- [WHAT IS REQUIRED]
Transcribe the entire listing below exactly.

══ EXERCISE DATA ══

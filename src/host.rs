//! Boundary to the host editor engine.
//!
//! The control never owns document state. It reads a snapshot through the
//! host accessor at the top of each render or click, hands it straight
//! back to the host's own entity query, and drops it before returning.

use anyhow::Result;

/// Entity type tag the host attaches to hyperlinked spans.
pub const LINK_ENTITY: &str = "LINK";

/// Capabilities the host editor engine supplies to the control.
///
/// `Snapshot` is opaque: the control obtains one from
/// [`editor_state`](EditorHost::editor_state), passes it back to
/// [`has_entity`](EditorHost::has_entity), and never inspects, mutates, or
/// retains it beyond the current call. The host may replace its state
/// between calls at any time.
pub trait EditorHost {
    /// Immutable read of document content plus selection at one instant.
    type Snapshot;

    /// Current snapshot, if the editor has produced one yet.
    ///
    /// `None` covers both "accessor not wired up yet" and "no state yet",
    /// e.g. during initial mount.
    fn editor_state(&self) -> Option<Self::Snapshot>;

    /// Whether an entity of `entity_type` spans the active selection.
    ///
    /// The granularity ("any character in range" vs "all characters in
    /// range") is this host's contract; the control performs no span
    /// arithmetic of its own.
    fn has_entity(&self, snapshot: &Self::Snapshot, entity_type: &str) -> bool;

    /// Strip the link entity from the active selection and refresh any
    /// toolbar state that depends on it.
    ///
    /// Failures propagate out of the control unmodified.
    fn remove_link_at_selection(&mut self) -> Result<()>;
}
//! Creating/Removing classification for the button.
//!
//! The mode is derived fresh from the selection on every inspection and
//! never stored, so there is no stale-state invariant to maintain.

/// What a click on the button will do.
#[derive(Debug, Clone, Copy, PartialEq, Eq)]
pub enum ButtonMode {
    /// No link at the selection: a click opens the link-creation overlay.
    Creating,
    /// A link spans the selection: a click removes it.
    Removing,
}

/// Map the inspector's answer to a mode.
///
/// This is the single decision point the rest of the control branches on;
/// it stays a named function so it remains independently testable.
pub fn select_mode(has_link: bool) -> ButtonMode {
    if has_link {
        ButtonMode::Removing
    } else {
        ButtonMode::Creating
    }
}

═══

- [RESPONSE FOR THIS EXERCISE]
filename src/host.rs
//! Boundary to the host editor engine.
//!
//! The control never owns document state. It reads a snapshot through the
//! host accessor at the top of each render or click, hands it straight
//! back to the host's own entity query, and drops it before returning.

use anyhow::Result;

/// Entity type tag the host attaches to hyperlinked spans.
pub const LINK_ENTITY: &str = "LINK";

/// Capabilities the host editor engine supplies to the control.
///
/// `Snapshot` is opaque: the control obtains one from
/// [`editor_state`](EditorHost::editor_state), passes it back to
/// [`has_entity`](EditorHost::has_entity), and never inspects, mutates, or
/// retains it beyond the current call. The host may replace its state
/// between calls at any time.
pub trait EditorHost {
    /// Immutable read of document content plus selection at one instant.
    type Snapshot;

    /// Current snapshot, if the editor has produced one yet.
    ///
    /// `None` covers both "accessor not wired up yet" and "no state yet",
    /// e.g. during initial mount.
    fn editor_state(&self) -> Option<Self::Snapshot>;

    /// Whether an entity of `entity_type` spans the active selection.
    ///
    /// The granularity ("any character in range" vs "all characters in
    /// range") is this host's contract; the control performs no span
    /// arithmetic of its own.
    fn has_entity(&self, snapshot: &Self::Snapshot, entity_type: &str) -> bool;

    /// Strip the link entity from the active selection and refresh any
    /// toolbar state that depends on it.
    ///
    /// Failures propagate out of the control unmodified.
    fn remove_link_at_selection(&mut self) -> Result<()>;
}
//! Creating/Removing classification for the button.
//!
//! The mode is derived fresh from the selection on every inspection and
//! never stored, so there is no stale-state invariant to maintain.

/// What a click on the button will do.
#[derive(Debug, Clone, Copy, PartialEq, Eq)]
pub enum ButtonMode {
    /// No link at the selection: a click opens the link-creation overlay.
    Creating,
    /// A link spans the selection: a click removes it.
    Removing,
}

/// Map the inspector's answer to a mode.
///
/// This is the single decision point the rest of the control branches on;
/// it stays a named function so it remains independently testable.
pub fn select_mode(has_link: bool) -> ButtonMode {
    if has_link {
        ButtonMode::Removing
    } else {
        ButtonMode::Creating
    }
}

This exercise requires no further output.